Came across "peekytoe crab" a while back in this article, which gives
a derivation:
-----
http://www.boston.com/ae/food/articles/2006/08/02/these_crabs_are_the_pick_of_the_ocean/
Boston Globe, Aug. 2, 2006
Then about 25 years ago, Cancer irroratus (also known as bay or sand
or mud crabs) became peekytoe crab. The name is a spruced-up take on
picked toe -- the old Downeast slang for crabs, which refers to their
sharply pointed and inward- turning toes.
-----
Though DARE and OED lack "peekytoe", they do have "picked" (pronounced
/pIkId/) 'sharp-pointed', esp. in New England.
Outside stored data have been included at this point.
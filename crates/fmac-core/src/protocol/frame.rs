//! Wire frame codec: 4-byte header, even-padded body, trailing piggyback.

use byteorder::{LittleEndian, ReadBytesExt, WriteBytesExt};
use std::io::Cursor;
use thiserror::Error;

use super::constants::{HEADER_SIZE, MSG_TYPE_IND};

#[derive(Error, Debug)]
pub enum FrameError {
    #[error("Buffer too small: expected {expected}, got {actual}")]
    BufferTooSmall { expected: usize, actual: usize },

    #[error("Frame too large: {len} bytes exceeds negotiated maximum {max}")]
    BufferTooLarge { len: usize, max: usize },

    #[error("Malformed frame: declared length {declared}, {available} bytes available")]
    MalformedFrame { declared: usize, available: usize },

    #[error("IO error: {0}")]
    Io(#[from] std::io::Error),
}

/// Round up to the next even value; the bus rejects odd transfer sizes.
#[inline]
pub const fn round_up_even(len: usize) -> usize {
    len + (len & 1)
}

/// True for chip-to-host indications (top bit of the id byte).
#[inline]
pub const fn is_indication(id: u8) -> bool {
    id & MSG_TYPE_IND != 0
}

/// Message header preceding every frame in both directions.
///
/// `length` covers the header itself plus the body, after even padding.
#[derive(Debug, Clone, Copy, Default, PartialEq, Eq)]
pub struct FrameHeader {
    pub length: u16,
    pub id: u8,
    pub info: u8,
}

impl FrameHeader {
    pub const SIZE: usize = HEADER_SIZE;

    pub fn new(length: u16, id: u8, info: u8) -> Self {
        Self { length, id, info }
    }

    pub fn to_bytes(&self) -> Vec<u8> {
        let mut buf = Vec::with_capacity(Self::SIZE);
        buf.write_u16::<LittleEndian>(self.length).unwrap();
        buf.push(self.id);
        buf.push(self.info);
        buf
    }

    pub fn from_bytes(data: &[u8]) -> Result<Self, FrameError> {
        if data.len() < Self::SIZE {
            return Err(FrameError::BufferTooSmall {
                expected: Self::SIZE,
                actual: data.len(),
            });
        }
        let mut cursor = Cursor::new(data);
        Ok(Self {
            length: cursor.read_u16::<LittleEndian>()?,
            id: cursor.read_u8()?,
            info: cursor.read_u8()?,
        })
    }

    pub fn is_indication(&self) -> bool {
        is_indication(self.id)
    }
}

/// A received frame split into its parts.
#[derive(Debug)]
pub struct DecodedFrame<'a> {
    pub header: FrameHeader,
    pub body: &'a [u8],
    /// Control-register snapshot trailing the payload; describes the next
    /// pending frame so the receiver can skip a register read.
    pub piggyback: u16,
}

/// Encode a request frame: header, body, zero pad byte when the body
/// length is odd. `max_len` is the chip-advertised buffer bound.
pub fn encode_frame(id: u8, info: u8, body: &[u8], max_len: usize) -> Result<Vec<u8>, FrameError> {
    let frame_len = round_up_even(FrameHeader::SIZE + body.len());
    if frame_len > max_len {
        return Err(FrameError::BufferTooLarge {
            len: frame_len,
            max: max_len,
        });
    }

    let header = FrameHeader::new(frame_len as u16, id, info);
    let mut buf = Vec::with_capacity(frame_len);
    buf.extend_from_slice(&header.to_bytes());
    buf.extend_from_slice(body);
    if buf.len() < frame_len {
        buf.push(0);
    }
    Ok(buf)
}

/// Decode one received transfer: the frame area as sized by the control
/// register, followed by the 16-bit piggyback word.
///
/// The declared header length may be shorter than the transfer (the chip
/// pads reads to even word counts) but never longer.
pub fn decode_frame(buf: &[u8]) -> Result<DecodedFrame<'_>, FrameError> {
    if buf.len() < FrameHeader::SIZE + 2 {
        return Err(FrameError::BufferTooSmall {
            expected: FrameHeader::SIZE + 2,
            actual: buf.len(),
        });
    }

    let frame_area = buf.len() - 2;
    let header = FrameHeader::from_bytes(buf)?;
    let declared = header.length as usize;
    if declared < FrameHeader::SIZE || declared > frame_area {
        return Err(FrameError::MalformedFrame {
            declared,
            available: frame_area,
        });
    }

    let mut tail = Cursor::new(&buf[frame_area..]);
    let piggyback = tail.read_u16::<LittleEndian>()?;

    Ok(DecodedFrame {
        header,
        body: &buf[FrameHeader::SIZE..declared],
        piggyback,
    })
}

/// Extract the 32-bit status word opening every confirmation body.
pub fn decode_confirmation_status(body: &[u8]) -> Result<u32, FrameError> {
    if body.len() < 4 {
        return Err(FrameError::BufferTooSmall {
            expected: 4,
            actual: body.len(),
        });
    }
    let mut cursor = Cursor::new(body);
    Ok(cursor.read_u32::<LittleEndian>()?)
}

#[cfg(test)]
mod tests {
    use super::*;
    use crate::protocol::constants::{CONNECT_REQ_ID, STA_INTERFACE, STARTUP_IND_ID};

    #[test]
    fn header_roundtrip() {
        let header = FrameHeader::new(0x0102, CONNECT_REQ_ID, STA_INTERFACE);
        let bytes = header.to_bytes();
        assert_eq!(bytes.len(), FrameHeader::SIZE);

        let parsed = FrameHeader::from_bytes(&bytes).unwrap();
        assert_eq!(parsed, header);
    }

    #[test]
    fn encode_pads_odd_bodies() {
        let frame = encode_frame(CONNECT_REQ_ID, STA_INTERFACE, &[0xAA, 0xBB, 0xCC], 512).unwrap();
        // 4 + 3 rounds to 8.
        assert_eq!(frame.len(), 8);
        let header = FrameHeader::from_bytes(&frame).unwrap();
        assert_eq!(header.length, 8);
        assert_eq!(frame[7], 0);
    }

    #[test]
    fn encode_decode_roundtrip() {
        let body = [0u8; 10];
        let mut frame = encode_frame(CONNECT_REQ_ID, STA_INTERFACE, &body, 512).unwrap();
        assert!(frame.len() % 2 == 0);
        assert!(frame.len() >= FrameHeader::SIZE);

        // Simulate the bus read: frame area plus the trailing control word.
        frame.extend_from_slice(&0x3001u16.to_le_bytes());
        let decoded = decode_frame(&frame).unwrap();
        assert_eq!(decoded.header.id, CONNECT_REQ_ID);
        assert_eq!(decoded.header.info, STA_INTERFACE);
        assert_eq!(decoded.body, &body);
        assert_eq!(decoded.piggyback, 0x3001);
    }

    #[test]
    fn encode_rejects_oversized() {
        let body = vec![0u8; 600];
        let err = encode_frame(CONNECT_REQ_ID, STA_INTERFACE, &body, 512).unwrap_err();
        assert!(matches!(err, FrameError::BufferTooLarge { .. }));
    }

    #[test]
    fn decode_rejects_inconsistent_length() {
        // Header claims 32 bytes but only 8 + piggyback were read.
        let mut buf = FrameHeader::new(32, STARTUP_IND_ID, 0).to_bytes();
        buf.extend_from_slice(&[0u8; 6]);
        let err = decode_frame(&buf).unwrap_err();
        assert!(matches!(err, FrameError::MalformedFrame { declared: 32, .. }));
    }

    #[test]
    fn decode_accepts_padded_reads() {
        // Chip rounds the transfer up: 6 declared, 8 read, plus piggyback.
        let mut buf = FrameHeader::new(6, STARTUP_IND_ID, 0).to_bytes();
        buf.extend_from_slice(&[0x11, 0x22, 0x00, 0x00]);
        buf.extend_from_slice(&0x0000u16.to_le_bytes());
        let decoded = decode_frame(&buf).unwrap();
        assert_eq!(decoded.body, &[0x11, 0x22]);
    }

    #[test]
    fn indication_bit() {
        assert!(is_indication(STARTUP_IND_ID));
        assert!(!is_indication(CONNECT_REQ_ID));
    }

    #[test]
    fn confirmation_status_word() {
        let body = [0x02, 0x00, 0x00, 0x00, 0xFF];
        assert_eq!(decode_confirmation_status(&body).unwrap(), 2);
        assert!(decode_confirmation_status(&[0x00]).is_err());
    }
}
And speaking of shoes,
DARE surveys from 1966-69 found "picked /pIkId/ toed shoes" as a
response to "nicknames for men's sharp-pointed shoes" in Maine and New
Hampshire. No connection to "peek-toe shoes" AFAICT, unless there was
some reanalysis along the way from pointedness to open-toedness.